→ **ASSIGNED TASK**: The full set of entries should be repeated without a single change.

▼▼▼

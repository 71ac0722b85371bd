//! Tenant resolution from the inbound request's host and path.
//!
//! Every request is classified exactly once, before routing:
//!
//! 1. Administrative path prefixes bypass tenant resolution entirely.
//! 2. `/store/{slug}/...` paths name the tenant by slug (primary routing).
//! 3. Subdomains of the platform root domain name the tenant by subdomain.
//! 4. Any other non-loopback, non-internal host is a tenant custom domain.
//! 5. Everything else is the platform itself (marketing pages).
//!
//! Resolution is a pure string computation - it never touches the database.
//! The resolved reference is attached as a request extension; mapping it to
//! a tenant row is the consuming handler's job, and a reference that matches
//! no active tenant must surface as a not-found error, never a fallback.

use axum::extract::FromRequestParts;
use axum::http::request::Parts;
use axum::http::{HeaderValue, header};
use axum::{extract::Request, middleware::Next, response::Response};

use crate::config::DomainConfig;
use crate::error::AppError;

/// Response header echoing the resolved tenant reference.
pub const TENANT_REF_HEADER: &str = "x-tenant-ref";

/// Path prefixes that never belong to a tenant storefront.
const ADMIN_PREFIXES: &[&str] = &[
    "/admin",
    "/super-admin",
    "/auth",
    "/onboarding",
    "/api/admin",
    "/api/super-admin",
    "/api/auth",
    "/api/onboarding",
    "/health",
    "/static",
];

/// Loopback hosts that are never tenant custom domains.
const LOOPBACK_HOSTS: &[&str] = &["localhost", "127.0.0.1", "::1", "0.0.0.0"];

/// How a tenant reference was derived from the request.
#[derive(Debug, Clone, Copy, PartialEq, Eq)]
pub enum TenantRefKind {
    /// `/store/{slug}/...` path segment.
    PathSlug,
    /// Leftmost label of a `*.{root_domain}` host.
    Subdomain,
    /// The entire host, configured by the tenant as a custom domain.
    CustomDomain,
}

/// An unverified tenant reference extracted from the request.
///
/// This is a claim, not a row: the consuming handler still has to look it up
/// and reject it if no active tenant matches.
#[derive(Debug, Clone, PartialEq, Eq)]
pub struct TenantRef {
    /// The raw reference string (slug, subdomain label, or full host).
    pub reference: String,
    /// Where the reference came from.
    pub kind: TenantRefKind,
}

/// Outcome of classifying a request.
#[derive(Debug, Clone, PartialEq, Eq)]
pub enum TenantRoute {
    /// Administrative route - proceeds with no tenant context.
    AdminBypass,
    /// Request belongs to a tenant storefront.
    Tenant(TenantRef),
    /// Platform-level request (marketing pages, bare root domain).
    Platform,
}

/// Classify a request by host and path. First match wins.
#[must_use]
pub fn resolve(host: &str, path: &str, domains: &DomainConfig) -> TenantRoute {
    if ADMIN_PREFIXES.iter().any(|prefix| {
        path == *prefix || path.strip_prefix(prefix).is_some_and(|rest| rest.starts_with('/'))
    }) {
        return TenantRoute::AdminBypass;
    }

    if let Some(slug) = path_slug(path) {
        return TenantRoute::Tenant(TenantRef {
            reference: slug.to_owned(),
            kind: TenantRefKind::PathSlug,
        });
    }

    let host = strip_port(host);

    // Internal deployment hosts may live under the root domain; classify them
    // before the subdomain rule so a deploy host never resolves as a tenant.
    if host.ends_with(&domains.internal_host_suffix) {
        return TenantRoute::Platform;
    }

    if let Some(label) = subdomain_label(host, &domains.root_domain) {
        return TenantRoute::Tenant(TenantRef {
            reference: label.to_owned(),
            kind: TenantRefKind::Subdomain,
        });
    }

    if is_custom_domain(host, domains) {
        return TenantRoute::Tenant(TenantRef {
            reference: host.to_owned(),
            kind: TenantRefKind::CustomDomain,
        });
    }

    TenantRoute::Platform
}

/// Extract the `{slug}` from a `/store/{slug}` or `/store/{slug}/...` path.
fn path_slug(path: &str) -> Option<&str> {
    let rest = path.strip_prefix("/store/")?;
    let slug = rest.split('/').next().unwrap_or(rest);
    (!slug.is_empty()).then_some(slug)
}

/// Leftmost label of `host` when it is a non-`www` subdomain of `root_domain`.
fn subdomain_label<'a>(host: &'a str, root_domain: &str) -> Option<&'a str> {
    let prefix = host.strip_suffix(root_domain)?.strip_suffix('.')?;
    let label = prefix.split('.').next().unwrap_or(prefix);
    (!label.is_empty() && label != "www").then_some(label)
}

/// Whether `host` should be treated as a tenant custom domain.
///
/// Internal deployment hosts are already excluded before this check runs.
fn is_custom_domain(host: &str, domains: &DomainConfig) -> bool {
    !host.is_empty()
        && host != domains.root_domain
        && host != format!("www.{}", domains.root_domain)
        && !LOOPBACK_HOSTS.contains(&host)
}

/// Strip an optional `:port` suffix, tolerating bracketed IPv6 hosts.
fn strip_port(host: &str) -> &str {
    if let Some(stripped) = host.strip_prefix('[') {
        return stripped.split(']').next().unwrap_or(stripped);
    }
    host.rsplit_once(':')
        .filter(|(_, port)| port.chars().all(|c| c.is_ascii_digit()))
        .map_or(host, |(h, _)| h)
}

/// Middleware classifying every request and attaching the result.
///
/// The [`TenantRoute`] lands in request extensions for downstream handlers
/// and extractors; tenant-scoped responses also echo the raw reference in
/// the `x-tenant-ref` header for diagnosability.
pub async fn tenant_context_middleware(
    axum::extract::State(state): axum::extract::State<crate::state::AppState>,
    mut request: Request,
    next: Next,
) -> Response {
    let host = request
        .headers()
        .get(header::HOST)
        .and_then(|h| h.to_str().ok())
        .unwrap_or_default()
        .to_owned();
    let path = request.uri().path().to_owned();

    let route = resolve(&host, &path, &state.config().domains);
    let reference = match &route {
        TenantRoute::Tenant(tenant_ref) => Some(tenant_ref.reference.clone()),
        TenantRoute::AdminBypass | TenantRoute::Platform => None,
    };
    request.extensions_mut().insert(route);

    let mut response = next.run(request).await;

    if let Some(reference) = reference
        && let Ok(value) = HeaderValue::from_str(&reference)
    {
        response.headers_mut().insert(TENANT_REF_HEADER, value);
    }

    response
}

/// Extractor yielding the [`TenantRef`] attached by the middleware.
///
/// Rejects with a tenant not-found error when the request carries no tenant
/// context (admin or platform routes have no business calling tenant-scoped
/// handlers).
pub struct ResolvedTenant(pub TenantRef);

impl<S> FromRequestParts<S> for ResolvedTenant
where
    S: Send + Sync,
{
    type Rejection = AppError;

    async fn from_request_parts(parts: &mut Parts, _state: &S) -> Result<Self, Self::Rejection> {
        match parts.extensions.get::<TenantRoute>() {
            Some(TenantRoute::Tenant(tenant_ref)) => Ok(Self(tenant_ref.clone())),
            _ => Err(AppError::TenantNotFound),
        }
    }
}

▲▲▲

→ **SOLUTION TO THE EXERCISE**:
repository 71ac0722b85371bd
//! Tenant resolution from the inbound request's host and path.
//!
//! Every request is classified exactly once, before routing:
//!
//! 1. Administrative path prefixes bypass tenant resolution entirely.
//! 2. `/store/{slug}/...` paths name the tenant by slug (primary routing).
//! 3. Subdomains of the platform root domain name the tenant by subdomain.
//! 4. Any other non-loopback, non-internal host is a tenant custom domain.
//! 5. Everything else is the platform itself (marketing pages).
//!
//! Resolution is a pure string computation - it never touches the database.
//! The resolved reference is attached as a request extension; mapping it to
//! a tenant row is the consuming handler's job, and a reference that matches
//! no active tenant must surface as a not-found error, never a fallback.

use axum::extract::FromRequestParts;
use axum::http::request::Parts;
use axum::http::{HeaderValue, header};
use axum::{extract::Request, middleware::Next, response::Response};

use crate::config::DomainConfig;
use crate::error::AppError;

/// Response header echoing the resolved tenant reference.
pub const TENANT_REF_HEADER: &str = "x-tenant-ref";

/// Path prefixes that never belong to a tenant storefront.
const ADMIN_PREFIXES: &[&str] = &[
    "/admin",
    "/super-admin",
    "/auth",
    "/onboarding",
    "/api/admin",
    "/api/super-admin",
    "/api/auth",
    "/api/onboarding",
    "/health",
    "/static",
];

/// Loopback hosts that are never tenant custom domains.
const LOOPBACK_HOSTS: &[&str] = &["localhost", "127.0.0.1", "::1", "0.0.0.0"];

/// How a tenant reference was derived from the request.
#[derive(Debug, Clone, Copy, PartialEq, Eq)]
pub enum TenantRefKind {
    /// `/store/{slug}/...` path segment.
    PathSlug,
    /// Leftmost label of a `*.{root_domain}` host.
    Subdomain,
    /// The entire host, configured by the tenant as a custom domain.
    CustomDomain,
}

/// An unverified tenant reference extracted from the request.
///
/// This is a claim, not a row: the consuming handler still has to look it up
/// and reject it if no active tenant matches.
#[derive(Debug, Clone, PartialEq, Eq)]
pub struct TenantRef {
    /// The raw reference string (slug, subdomain label, or full host).
    pub reference: String,
    /// Where the reference came from.
    pub kind: TenantRefKind,
}

/// Outcome of classifying a request.
#[derive(Debug, Clone, PartialEq, Eq)]
pub enum TenantRoute {
    /// Administrative route - proceeds with no tenant context.
    AdminBypass,
    /// Request belongs to a tenant storefront.
    Tenant(TenantRef),
    /// Platform-level request (marketing pages, bare root domain).
    Platform,
}

/// Classify a request by host and path. First match wins.
#[must_use]
pub fn resolve(host: &str, path: &str, domains: &DomainConfig) -> TenantRoute {
    if ADMIN_PREFIXES.iter().any(|prefix| {
        path == *prefix || path.strip_prefix(prefix).is_some_and(|rest| rest.starts_with('/'))
    }) {
        return TenantRoute::AdminBypass;
    }

    if let Some(slug) = path_slug(path) {
        return TenantRoute::Tenant(TenantRef {
            reference: slug.to_owned(),
            kind: TenantRefKind::PathSlug,
        });
    }

    let host = strip_port(host);

    // Internal deployment hosts may live under the root domain; classify them
    // before the subdomain rule so a deploy host never resolves as a tenant.
    if host.ends_with(&domains.internal_host_suffix) {
        return TenantRoute::Platform;
    }

    if let Some(label) = subdomain_label(host, &domains.root_domain) {
        return TenantRoute::Tenant(TenantRef {
            reference: label.to_owned(),
            kind: TenantRefKind::Subdomain,
        });
    }

    if is_custom_domain(host, domains) {
        return TenantRoute::Tenant(TenantRef {
            reference: host.to_owned(),
            kind: TenantRefKind::CustomDomain,
        });
    }

    TenantRoute::Platform
}

/// Extract the `{slug}` from a `/store/{slug}` or `/store/{slug}/...` path.
fn path_slug(path: &str) -> Option<&str> {
    let rest = path.strip_prefix("/store/")?;
    let slug = rest.split('/').next().unwrap_or(rest);
    (!slug.is_empty()).then_some(slug)
}

/// Leftmost label of `host` when it is a non-`www` subdomain of `root_domain`.
fn subdomain_label<'a>(host: &'a str, root_domain: &str) -> Option<&'a str> {
    let prefix = host.strip_suffix(root_domain)?.strip_suffix('.')?;
    let label = prefix.split('.').next().unwrap_or(prefix);
    (!label.is_empty() && label != "www").then_some(label)
}

/// Whether `host` should be treated as a tenant custom domain.
///
/// Internal deployment hosts are already excluded before this check runs.
fn is_custom_domain(host: &str, domains: &DomainConfig) -> bool {
    !host.is_empty()
        && host != domains.root_domain
        && host != format!("www.{}", domains.root_domain)
        && !LOOPBACK_HOSTS.contains(&host)
}

/// Strip an optional `:port` suffix, tolerating bracketed IPv6 hosts.
fn strip_port(host: &str) -> &str {
    if let Some(stripped) = host.strip_prefix('[') {
        return stripped.split(']').next().unwrap_or(stripped);
    }
    host.rsplit_once(':')
        .filter(|(_, port)| port.chars().all(|c| c.is_ascii_digit()))
        .map_or(host, |(h, _)| h)
}

/// Middleware classifying every request and attaching the result.
///
/// The [`TenantRoute`] lands in request extensions for downstream handlers
/// and extractors; tenant-scoped responses also echo the raw reference in
/// the `x-tenant-ref` header for diagnosability.
pub async fn tenant_context_middleware(
    axum::extract::State(state): axum::extract::State<crate::state::AppState>,
    mut request: Request,
    next: Next,
) -> Response {
    let host = request
        .headers()
        .get(header::HOST)
        .and_then(|h| h.to_str().ok())
        .unwrap_or_default()
        .to_owned();
    let path = request.uri().path().to_owned();

    let route = resolve(&host, &path, &state.config().domains);
    let reference = match &route {
        TenantRoute::Tenant(tenant_ref) => Some(tenant_ref.reference.clone()),
        TenantRoute::AdminBypass | TenantRoute::Platform => None,
    };
    request.extensions_mut().insert(route);

    let mut response = next.run(request).await;

    if let Some(reference) = reference
        && let Ok(value) = HeaderValue::from_str(&reference)
    {
        response.headers_mut().insert(TENANT_REF_HEADER, value);
    }

    response
}

/// Extractor yielding the [`TenantRef`] attached by the middleware.
///
/// Rejects with a tenant not-found error when the request carries no tenant
/// context (admin or platform routes have no business calling tenant-scoped
/// handlers).
pub struct ResolvedTenant(pub TenantRef);

impl<S> FromRequestParts<S> for ResolvedTenant
where
    S: Send + Sync,
{
    type Rejection = AppError;

    async fn from_request_parts(parts: &mut Parts, _state: &S) -> Result<Self, Self::Rejection> {
        match parts.extensions.get::<TenantRoute>() {
            Some(TenantRoute::Tenant(tenant_ref)) => Ok(Self(tenant_ref.clone())),
            _ => Err(AppError::TenantNotFound),
        }
    }
}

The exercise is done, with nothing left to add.